Collected data entries
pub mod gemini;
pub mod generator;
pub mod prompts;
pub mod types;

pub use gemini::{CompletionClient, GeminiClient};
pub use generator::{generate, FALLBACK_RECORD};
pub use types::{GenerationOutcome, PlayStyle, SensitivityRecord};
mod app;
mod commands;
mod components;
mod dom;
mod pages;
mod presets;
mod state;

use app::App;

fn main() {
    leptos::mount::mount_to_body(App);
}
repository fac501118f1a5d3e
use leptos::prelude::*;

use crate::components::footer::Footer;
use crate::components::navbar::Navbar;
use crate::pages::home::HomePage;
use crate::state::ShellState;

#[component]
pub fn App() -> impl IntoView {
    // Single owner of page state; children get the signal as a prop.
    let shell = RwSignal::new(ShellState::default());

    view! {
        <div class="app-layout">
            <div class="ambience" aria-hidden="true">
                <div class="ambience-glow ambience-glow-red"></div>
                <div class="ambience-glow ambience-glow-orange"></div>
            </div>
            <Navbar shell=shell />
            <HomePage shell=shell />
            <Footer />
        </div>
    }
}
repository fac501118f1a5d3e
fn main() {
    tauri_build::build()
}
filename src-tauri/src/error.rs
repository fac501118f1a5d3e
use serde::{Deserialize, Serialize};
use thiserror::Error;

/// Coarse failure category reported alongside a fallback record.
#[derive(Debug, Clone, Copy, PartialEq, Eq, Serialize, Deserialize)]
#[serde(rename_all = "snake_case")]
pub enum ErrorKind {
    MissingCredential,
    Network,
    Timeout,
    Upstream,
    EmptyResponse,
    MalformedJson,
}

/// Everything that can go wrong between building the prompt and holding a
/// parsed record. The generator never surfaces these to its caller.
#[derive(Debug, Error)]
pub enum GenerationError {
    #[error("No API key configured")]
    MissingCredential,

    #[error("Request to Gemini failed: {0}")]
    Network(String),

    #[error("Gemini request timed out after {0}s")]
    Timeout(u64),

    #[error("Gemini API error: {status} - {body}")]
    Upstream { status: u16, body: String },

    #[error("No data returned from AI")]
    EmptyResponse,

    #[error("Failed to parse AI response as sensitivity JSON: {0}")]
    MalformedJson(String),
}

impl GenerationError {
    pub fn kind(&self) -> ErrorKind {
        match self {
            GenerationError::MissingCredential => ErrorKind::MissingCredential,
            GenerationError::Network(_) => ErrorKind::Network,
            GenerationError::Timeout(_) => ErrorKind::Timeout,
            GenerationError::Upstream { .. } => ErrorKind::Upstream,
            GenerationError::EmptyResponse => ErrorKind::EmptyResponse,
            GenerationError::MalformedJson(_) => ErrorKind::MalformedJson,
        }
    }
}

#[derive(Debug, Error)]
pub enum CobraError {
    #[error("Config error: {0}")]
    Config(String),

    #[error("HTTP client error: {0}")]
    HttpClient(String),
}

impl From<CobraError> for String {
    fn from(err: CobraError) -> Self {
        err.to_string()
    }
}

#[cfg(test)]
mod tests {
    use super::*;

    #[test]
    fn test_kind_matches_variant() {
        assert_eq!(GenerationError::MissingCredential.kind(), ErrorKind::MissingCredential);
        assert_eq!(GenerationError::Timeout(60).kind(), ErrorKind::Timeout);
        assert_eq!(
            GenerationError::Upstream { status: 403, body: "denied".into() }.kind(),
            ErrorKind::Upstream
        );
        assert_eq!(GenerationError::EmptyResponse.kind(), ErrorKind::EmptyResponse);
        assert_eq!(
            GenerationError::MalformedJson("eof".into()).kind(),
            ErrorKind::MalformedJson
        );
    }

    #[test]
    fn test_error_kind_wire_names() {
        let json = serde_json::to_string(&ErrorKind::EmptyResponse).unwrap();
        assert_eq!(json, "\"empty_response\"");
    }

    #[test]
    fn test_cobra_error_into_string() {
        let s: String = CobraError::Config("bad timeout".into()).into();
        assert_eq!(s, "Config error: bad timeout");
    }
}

(WHAT TO PRODUCE): Return all of the entries exactly as they were supplied.

(RESPONSE TO THIS TASK):
pub mod gemini;
pub mod generator;
pub mod prompts;
pub mod types;

pub use gemini::{CompletionClient, GeminiClient};
pub use generator::{generate, FALLBACK_RECORD};
pub use types::{GenerationOutcome, PlayStyle, SensitivityRecord};
mod app;
mod commands;
mod components;
mod dom;
mod pages;
mod presets;
mod state;

use app::App;

fn main() {
    leptos::mount::mount_to_body(App);
}
repository fac501118f1a5d3e
use leptos::prelude::*;

use crate::components::footer::Footer;
use crate::components::navbar::Navbar;
use crate::pages::home::HomePage;
use crate::state::ShellState;

#[component]
pub fn App() -> impl IntoView {
    // Single owner of page state; children get the signal as a prop.
    let shell = RwSignal::new(ShellState::default());

    view! {
        <div class="app-layout">
            <div class="ambience" aria-hidden="true">
                <div class="ambience-glow ambience-glow-red"></div>
                <div class="ambience-glow ambience-glow-orange"></div>
            </div>
            <Navbar shell=shell />
            <HomePage shell=shell />
            <Footer />
        </div>
    }
}
repository fac501118f1a5d3e
fn main() {
    tauri_build::build()
}
filename src-tauri/src/error.rs
repository fac501118f1a5d3e
use serde::{Deserialize, Serialize};
use thiserror::Error;

/// Coarse failure category reported alongside a fallback record.
#[derive(Debug, Clone, Copy, PartialEq, Eq, Serialize, Deserialize)]
#[serde(rename_all = "snake_case")]
pub enum ErrorKind {
    MissingCredential,
    Network,
    Timeout,
    Upstream,
    EmptyResponse,
    MalformedJson,
}

/// Everything that can go wrong between building the prompt and holding a
/// parsed record. The generator never surfaces these to its caller.
#[derive(Debug, Error)]
pub enum GenerationError {
    #[error("No API key configured")]
    MissingCredential,

    #[error("Request to Gemini failed: {0}")]
    Network(String),

    #[error("Gemini request timed out after {0}s")]
    Timeout(u64),

    #[error("Gemini API error: {status} - {body}")]
    Upstream { status: u16, body: String },

    #[error("No data returned from AI")]
    EmptyResponse,

    #[error("Failed to parse AI response as sensitivity JSON: {0}")]
    MalformedJson(String),
}

impl GenerationError {
    pub fn kind(&self) -> ErrorKind {
        match self {
            GenerationError::MissingCredential => ErrorKind::MissingCredential,
            GenerationError::Network(_) => ErrorKind::Network,
            GenerationError::Timeout(_) => ErrorKind::Timeout,
            GenerationError::Upstream { .. } => ErrorKind::Upstream,
            GenerationError::EmptyResponse => ErrorKind::EmptyResponse,
            GenerationError::MalformedJson(_) => ErrorKind::MalformedJson,
        }
    }
}

#[derive(Debug, Error)]
pub enum CobraError {
    #[error("Config error: {0}")]
    Config(String),

    #[error("HTTP client error: {0}")]
    HttpClient(String),
}

impl From<CobraError> for String {
    fn from(err: CobraError) -> Self {
        err.to_string()
    }
}

#[cfg(test)]
mod tests {
    use super::*;

    #[test]
    fn test_kind_matches_variant() {
        assert_eq!(GenerationError::MissingCredential.kind(), ErrorKind::MissingCredential);
        assert_eq!(GenerationError::Timeout(60).kind(), ErrorKind::Timeout);
        assert_eq!(
            GenerationError::Upstream { status: 403, body: "denied".into() }.kind(),
            ErrorKind::Upstream
        );
        assert_eq!(GenerationError::EmptyResponse.kind(), ErrorKind::EmptyResponse);
        assert_eq!(
            GenerationError::MalformedJson("eof".into()).kind(),
            ErrorKind::MalformedJson
        );
    }

    #[test]
    fn test_error_kind_wire_names() {
        let json = serde_json::to_string(&ErrorKind::EmptyResponse).unwrap();
        assert_eq!(json, "\"empty_response\"");
    }

    #[test]
    fn test_cobra_error_into_string() {
        let s: String = CobraError::Config("bad timeout".into()).into();
        assert_eq!(s, "Config error: bad timeout");
    }
}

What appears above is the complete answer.